RSe espera que el nivel de colesterol en plasma de unos enfermos sometidos a un determinado tratamiento se distribuye según una ley normal de media 220 mg/dl Se toma una muestra de 9 enfermos, y se miden sus niveles de colesterol. Los resultado fueron:
203, 229, 215, 220, 223, 233, 208, 228, 209
Contrastar la hipótesis de que esta muestra proviene de una población con media 220 mg/dl.
Solución
Sea \( X \) la variable que da el valor de colesterol en plasma en individuo escogido al azar de la población de enfermos. El problema postula que la distribución de \( X \) sigue una ley normal de media \( \mu_0=220 \). Se toma la muestra que se muestra en el enunciado.
Denotemos por \( \mu \) la media real (desconocida) de la población de enfermos nos poden que realicemos el contraste:
\[ \left\{ \begin{array}{ll} H_{0}: & \mu= 220\\ H_{1}: & \mu\neq 220 \end{array} \right. \]
Bajo estas condiciones (población normal, varianza \( \sigma_{X}^{2} \) desconocida y muestra pequeña de tamaño $n= 9 $) el test aplicaremos será un \( t \)-test que tiene como estadístico de contraste
\[ t= \frac{\overline{X}-\mu_{0}}{{\tilde{S}_X}/{\sqrt{n}}} \]
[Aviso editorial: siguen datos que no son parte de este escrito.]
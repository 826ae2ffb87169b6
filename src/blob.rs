//! Connected-component segmentation of a raw intensity field.

use std::collections::{BTreeMap, BTreeSet, HashMap};

use crate::error::{Error, Result};
use crate::model::{Cluster, Frame, Point, Touch};

/// Row-major 2-d scalar field as delivered by the sensor.
#[derive(Debug, Clone, Default, PartialEq)]
pub struct IntensityGrid {
    width: usize,
    height: usize,
    cells: Vec<f32>,
}

impl IntensityGrid {
    /// Wraps a flat row-major buffer of `width * height` cells.
    pub fn new(width: usize, height: usize, cells: Vec<f32>) -> Result<Self> {
        if width.checked_mul(height) != Some(cells.len()) {
            return Err(Error::GridSize {
                width,
                height,
                len: cells.len(),
            });
        }
        Ok(Self {
            width,
            height,
            cells,
        })
    }

    pub fn from_rows(rows: Vec<Vec<f32>>) -> Result<Self> {
        let width = rows.first().map_or(0, Vec::len);
        let height = rows.len();
        let mut cells = Vec::with_capacity(width * height);
        for (row, values) in rows.into_iter().enumerate() {
            if values.len() != width {
                return Err(Error::RaggedGrid {
                    row,
                    len: values.len(),
                    expected: width,
                });
            }
            cells.extend(values);
        }
        Self::new(width, height, cells)
    }

    pub fn width(&self) -> usize {
        self.width
    }

    pub fn height(&self) -> usize {
        self.height
    }

    pub fn get(&self, row: usize, col: usize) -> f32 {
        self.cells[row * self.width + col]
    }

    pub fn is_empty(&self) -> bool {
        self.cells.is_empty()
    }
}

/// Union-find over provisional labels with path compression.
#[derive(Debug, Default)]
struct Equivalences {
    parent: Vec<usize>,
}

impl Equivalences {
    fn fresh(&mut self) -> usize {
        let label = self.parent.len();
        self.parent.push(label);
        label
    }

    fn find(&mut self, mut label: usize) -> usize {
        let mut root = label;
        while self.parent[root] != root {
            root = self.parent[root];
        }
        while self.parent[label] != root {
            let next = self.parent[label];
            self.parent[label] = root;
            label = next;
        }
        root
    }

    fn union(&mut self, a: usize, b: usize) -> usize {
        let ra = self.find(a);
        let rb = self.find(b);
        let (keep, merge) = if ra <= rb { (ra, rb) } else { (rb, ra) };
        self.parent[merge] = keep;
        keep
    }
}

/// Segments `grid` into clusters of cells strictly above `threshold`.
///
/// One raster pass assigns provisional labels by comparing each cell with
/// its already visited neighbours (NW, N, NE, W) under a same-side-of-
/// threshold predicate. Labels are resolved to their roots afterwards and a
/// second pass gathers the above-threshold cells, numbering clusters in
/// order of first encounter.
pub fn segment(grid: &IntensityGrid, threshold: f32) -> BTreeMap<u32, Cluster> {
    let (w, h) = (grid.width(), grid.height());
    let mut clusters = BTreeMap::new();
    if grid.is_empty() {
        return clusters;
    }

    let above = |v: f32| v > threshold;
    let mut labels = vec![0usize; w * h];
    let mut eq = Equivalences::default();

    for row in 0..h {
        for col in 0..w {
            let here = above(grid.get(row, col));
            let mut label: Option<usize> = None;

            let mut neighbours = [None; 4];
            if row > 0 {
                if col > 0 {
                    neighbours[0] = Some((row - 1, col - 1));
                }
                neighbours[1] = Some((row - 1, col));
                if col + 1 < w {
                    neighbours[2] = Some((row - 1, col + 1));
                }
            }
            if col > 0 {
                neighbours[3] = Some((row, col - 1));
            }

            for (nr, nc) in neighbours.into_iter().flatten() {
                if above(grid.get(nr, nc)) != here {
                    continue;
                }
                let other = eq.find(labels[nr * w + nc]);
                label = Some(match label {
                    None => other,
                    Some(current) => eq.union(current, other),
                });
            }

            labels[row * w + col] = match label {
                Some(l) => l,
                None => eq.fresh(),
            };
        }
    }

    for l in labels.iter_mut() {
        *l = eq.find(*l);
    }

    let mut ids: HashMap<usize, u32> = HashMap::new();
    let mut members: BTreeMap<u32, BTreeSet<usize>> = BTreeMap::new();
    for (idx, &root) in labels.iter().enumerate() {
        if !above(grid.cells[idx]) {
            continue;
        }
        let next = ids.len() as u32;
        let id = *ids.entry(root).or_insert(next);
        members.entry(id).or_default().insert(idx);
    }

    for (id, cells) in members {
        let weight = cells.len();
        let (mut sum_row, mut sum_col) = (0.0f64, 0.0f64);
        for &idx in &cells {
            sum_row += (idx / w) as f64;
            sum_col += (idx % w) as f64;
        }
        let mean = Point::new(
            (sum_col / weight as f64) as f32,
            (sum_row / weight as f64) as f32,
        );
        clusters.insert(
            id,
            Cluster {
                id,
                members: cells,
                mean,
                weight,
            },
        );
    }
    clusters
}

/// Segments `grid` and turns every cluster into a touch of the returned frame.
///
/// Touch ids follow cluster ids; `dim_x`/`dim_y` are the cluster's column
/// and row extent and `intensity` its mean cell value.
pub fn extract_frame(grid: &IntensityGrid, threshold: f32, timestamp_ms: u64) -> Frame {
    let w = grid.width();
    let touches = segment(grid, threshold)
        .into_values()
        .map(|c| {
            let (mut min_r, mut max_r, mut min_c, mut max_c) = (usize::MAX, 0, usize::MAX, 0);
            let mut total = 0.0f32;
            for &idx in &c.members {
                let (r, col) = (idx / w, idx % w);
                min_r = min_r.min(r);
                max_r = max_r.max(r);
                min_c = min_c.min(col);
                max_c = max_c.max(col);
                total += grid.cells[idx];
            }
            Touch {
                id: c.id,
                x: c.mean.x,
                y: c.mean.y,
                dim_x: (max_c - min_c + 1) as f32,
                dim_y: (max_r - min_r + 1) as f32,
                intensity: total / c.weight as f32,
            }
        })
        .collect();
    Frame::new(timestamp_ms, touches)
}
mod cli;
mod config;
mod input;
mod ipc;
mod logging;

fn main() -> anyhow::Result<()> {
    logging::init();
    cli::run()
}
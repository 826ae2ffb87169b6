use anyhow::{Result, anyhow};
use directories::UserDirs;
use std::{fs, path::PathBuf};

pub fn runtime_dir() -> Result<PathBuf> {
    let home = UserDirs::new()
        .ok_or_else(|| anyhow!("cannot determine home directory"))?
        .home_dir()
        .to_path_buf();
    let dir = home.join(".local").join("run");
    fs::create_dir_all(&dir)?;
    Ok(dir)
}

pub fn socket_path() -> Result<PathBuf> {
    Ok(runtime_dir()?.join("touchrec.sock"))
}
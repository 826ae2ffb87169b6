//! Record/recognize lifecycle around one tracker and the registered classifiers.

use std::{
    fmt,
    path::Path,
    sync::{Mutex, MutexGuard, PoisonError},
};

use log::{debug, info, warn};
use serde::Serialize;

use crate::classifier::{Capabilities, Classifier, ClassifierOutcome, Recognition, ResultPolicy};
use crate::error::{Error, Result};
use crate::model::{Frame, GestureClass, GestureTemplate, TrackedGesture};
use crate::template::{StoredTemplate, TemplateStore};
use crate::tracker::{BlobTracker, FrameOutcome, TrackerConfig, TrackerObserver};

#[derive(Debug, Clone, Copy, PartialEq, Eq, Serialize)]
#[serde(rename_all = "snake_case")]
pub enum SessionState {
    Idle,
    Recording,
    Recognizing,
}

impl fmt::Display for SessionState {
    fn fmt(&self, f: &mut fmt::Formatter<'_>) -> fmt::Result {
        f.write_str(match self {
            Self::Idle => "idle",
            Self::Recording => "recording",
            Self::Recognizing => "recognizing",
        })
    }
}

struct Registered {
    classifier: Box<dyn Classifier>,
    caps: Capabilities,
}

struct SessionInner {
    state: SessionState,
    tracker: BlobTracker,
    classifiers: Vec<Registered>,
    store: TemplateStore,
}

impl SessionInner {
    fn require(&self, state: SessionState, requested: &'static str) -> Result<()> {
        if self.state != state {
            return Err(Error::InvalidTransition {
                from: self.state,
                requested,
            });
        }
        Ok(())
    }

    fn template_managers(&mut self) -> impl Iterator<Item = &mut Box<dyn Classifier>> {
        self.classifiers
            .iter_mut()
            .filter(|r| r.caps.manage_templates)
            .map(|r| &mut r.classifier)
    }

    fn classify_all(&self, gesture: &TrackedGesture, policy: ResultPolicy) -> Recognition {
        let outcomes = self
            .classifiers
            .iter()
            .filter(|r| r.caps.classify)
            .map(|r| ClassifierOutcome {
                classifier: r.classifier.name().to_string(),
                result: r.classifier.classify(gesture),
            })
            .collect();
        Recognition::collect(policy, outcomes)
    }
}

/// A gesture session shared between the device thread and the application.
///
/// Every operation goes through one mutex, so frames pushed from a sampling
/// thread interleave safely with start/finish calls from elsewhere.
pub struct GestureSession {
    inner: Mutex<SessionInner>,
}

impl fmt::Debug for GestureSession {
    fn fmt(&self, f: &mut fmt::Formatter<'_>) -> fmt::Result {
        let inner = self.lock();
        f.debug_struct("GestureSession")
            .field("state", &inner.state)
            .field("tracker", &inner.tracker)
            .field("classifiers", &inner.classifiers.len())
            .field("store", &inner.store)
            .finish()
    }
}

impl Default for GestureSession {
    fn default() -> Self {
        Self::new(TrackerConfig::default())
    }
}

impl GestureSession {
    pub fn new(config: TrackerConfig) -> Self {
        Self::with_store(config, TemplateStore::default())
    }

    pub fn with_store(config: TrackerConfig, store: TemplateStore) -> Self {
        Self {
            inner: Mutex::new(SessionInner {
                state: SessionState::Idle,
                tracker: BlobTracker::new(config),
                classifiers: Vec::new(),
                store,
            }),
        }
    }

    fn lock(&self) -> MutexGuard<'_, SessionInner> {
        self.inner.lock().unwrap_or_else(PoisonError::into_inner)
    }

    /// Adds a classifier; its capabilities are fixed from here on.
    pub fn register(&self, mut classifier: Box<dyn Classifier>) -> Capabilities {
        let mut inner = self.lock();
        let caps = classifier.capabilities();
        if caps.manage_templates {
            classifier.load_templates(inner.store.classes());
        }
        info!("registered classifier '{}' ({caps:?})", classifier.name());
        inner.classifiers.push(Registered { classifier, caps });
        caps
    }

    /// Swaps tracker settings and the classifier set. Only allowed while idle.
    pub fn reconfigure(
        &self,
        config: TrackerConfig,
        classifiers: Vec<Box<dyn Classifier>>,
    ) -> Result<()> {
        let mut inner = self.lock();
        inner.require(SessionState::Idle, "reconfigure")?;
        inner.tracker.reconfigure(config);
        inner.classifiers.clear();
        for mut classifier in classifiers {
            let caps = classifier.capabilities();
            if caps.manage_templates {
                classifier.load_templates(inner.store.classes());
            }
            inner.classifiers.push(Registered { classifier, caps });
        }
        info!("session: reconfigured with {} classifiers", inner.classifiers.len());
        Ok(())
    }

    pub fn classifier_names(&self) -> Vec<String> {
        self.lock()
            .classifiers
            .iter()
            .map(|r| r.classifier.name().to_string())
            .collect()
    }

    pub fn subscribe(&self, observer: Box<dyn TrackerObserver>) {
        self.lock().tracker.subscribe(observer);
    }

    pub fn state(&self) -> SessionState {
        self.lock().state
    }

    /// Current trajectories and frames of the running session.
    pub fn snapshot(&self) -> TrackedGesture {
        self.lock().tracker.tracked_blobs()
    }

    pub fn start_evaluation(&self) -> Result<()> {
        let mut inner = self.lock();
        inner.require(SessionState::Idle, "start evaluation")?;
        inner.tracker.initiate_tracking();
        inner.state = SessionState::Recognizing;
        info!("session: recognizing");
        Ok(())
    }

    /// Tracks `frame` and returns the live hint of the last classifier.
    ///
    /// Frames are ignored while idle. While recording they are tracked but no
    /// classifier is consulted.
    pub fn add_frame(&self, frame: Frame) -> String {
        let mut inner = self.lock();
        if inner.state == SessionState::Idle {
            return String::new();
        }
        if let FrameOutcome::CapacityExceeded { .. } = inner.tracker.add_frame(frame) {
            return String::new();
        }
        if inner.state != SessionState::Recognizing {
            return String::new();
        }

        let SessionInner {
            tracker,
            classifiers,
            ..
        } = &mut *inner;
        let mut hint = String::new();
        for r in classifiers.iter_mut().filter(|r| r.caps.classify) {
            hint = r.classifier.notify_on_input(tracker.trajectories());
        }
        hint
    }

    /// Ends recognition. The selected result follows [`ResultPolicy::LastNonEmpty`].
    pub fn finish_evaluation(&self) -> Result<Recognition> {
        let mut inner = self.lock();
        inner.require(SessionState::Recognizing, "finish evaluation")?;
        let gesture = inner.tracker.tracked_blobs();
        let recognition = inner.classify_all(&gesture, ResultPolicy::LastNonEmpty);
        inner.tracker.initiate_tracking();
        inner.state = SessionState::Idle;
        info!("session: finished evaluation -> {:?}", recognition.name());
        Ok(recognition)
    }

    pub fn start_template_recording(&self) -> Result<()> {
        let mut inner = self.lock();
        inner.require(SessionState::Idle, "start template recording")?;
        inner.tracker.initiate_tracking();
        inner.state = SessionState::Recording;
        info!("session: recording");
        Ok(())
    }

    /// Stores the recorded gesture as a template of `class_name` under `dir`.
    ///
    /// On failure the session stays in `Recording` with the tracked data
    /// intact, so the caller may retry or [`cancel`](Self::cancel).
    pub fn finish_template_recording(&self, dir: &Path, class_name: &str) -> Result<StoredTemplate> {
        let mut inner = self.lock();
        inner.require(SessionState::Recording, "finish template recording")?;
        let gesture = inner.tracker.tracked_blobs();
        if gesture.is_empty() {
            return Err(Error::InvalidTemplate("recording captured no contacts".into()));
        }

        let stored = inner.store.store(dir, class_name, gesture)?;
        for classifier in inner.template_managers() {
            classifier.add_template(&stored.template);
        }
        inner.tracker.initiate_tracking();
        inner.state = SessionState::Idle;
        Ok(stored)
    }

    /// Classifies an already recorded template. The selected result follows
    /// [`ResultPolicy::FirstNonEmpty`].
    pub fn recognize_template(&self, template: &GestureTemplate) -> Recognition {
        let inner = self.lock();
        let recognition = inner.classify_all(&template.gesture, ResultPolicy::FirstNonEmpty);
        debug!(
            "template '{}' recognized as {:?}",
            template.class_name,
            recognition.name()
        );
        recognition
    }

    /// Abandons any running session.
    pub fn cancel(&self) -> SessionState {
        let mut inner = self.lock();
        let previous = inner.state;
        inner.tracker.initiate_tracking();
        inner.state = SessionState::Idle;
        if previous != SessionState::Idle {
            warn!("session: cancelled while {previous}");
        }
        previous
    }

    pub fn load_templates(&self, dir: &Path) -> Result<usize> {
        let mut inner = self.lock();
        let n = inner.store.load_all(dir)?;
        let SessionInner {
            classifiers, store, ..
        } = &mut *inner;
        for r in classifiers.iter_mut().filter(|r| r.caps.manage_templates) {
            r.classifier.load_templates(store.classes());
        }
        Ok(n)
    }

    /// Adds a template to the catalog without persisting it.
    pub fn add_template(&self, template: GestureTemplate) -> Result<u32> {
        let mut inner = self.lock();
        let number = inner.store.add(template.clone())?;
        let numbered = GestureTemplate {
            template_number: Some(number),
            ..template
        };
        for classifier in inner.template_managers() {
            classifier.add_template(&numbered);
        }
        Ok(number)
    }

    pub fn remove_class(&self, class_name: &str) -> Option<GestureClass> {
        let mut inner = self.lock();
        let removed = inner.store.remove(class_name)?;
        for classifier in inner.template_managers() {
            classifier.remove_class(class_name);
        }
        Some(removed)
    }

    pub fn classes(&self) -> Vec<GestureClass> {
        self.lock().store.classes().to_vec()
    }
}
Tenemos que la media \( \overline{X}= \) 218.6667, la desviación típica \( \tilde{S}_X= \) 10.5238 y el tamaño de la muestra es \( n= \) 9. Así que el valor del estadístico de contraste es
\[ T= \frac{ 218.6667- 220}{ 10.5238/\sqrt{ 9}} = -0.3801 \]
El \( p \)-valor de este test para la hipótesis alternativa bilateral es
\[ p-\mbox{valor}=2 P\left(t_{ 8} \geq |-0.3801|\right)= 2 P\left(t_{ 8} \geq 0.3801|\right)=0.7138. \] El intervalo de confianza al nivel \( 1-\alpha=0.95 \) es
\[ \left[\overline{X} -t_{n-1,1-\frac{\alpha}{2}} \frac{\tilde{S}_{X}}{\sqrt{n}}, \overline{X}+t_{n-1,1-\frac{\alpha}{2}}\frac{\tilde{S}_{X}}{\sqrt{n}} \right]=[215.2887, 222.0446]. \]
Informe final: El p-valor del contraste es 0.7138, y el intervalo de confianza del 95% pera el nivel medio de colesterol \( \mu \) es \( [215.2887, 222.0446] \). No hay evidencia que nos permita rechazar la hipótesis nula que \( \mu = 220 \).
Para resolverlo directamente con R basta con utilizar la funciónt.test
t.test(colesterol, mu = 220, alternative = "two.sided", conf.level = 0.95)
##
## One Sample t-test
##
## data: colesterol
## t = -0.3801, df = 8, p-value = 0.7138
## alternative hypothesis: true mean is not equal to 220
## 95 percent confidence interval:
## 210.6 226.8
## sample estimates:
## mean of x
## 218.7
Como se observa obtenemos los mismos resultados.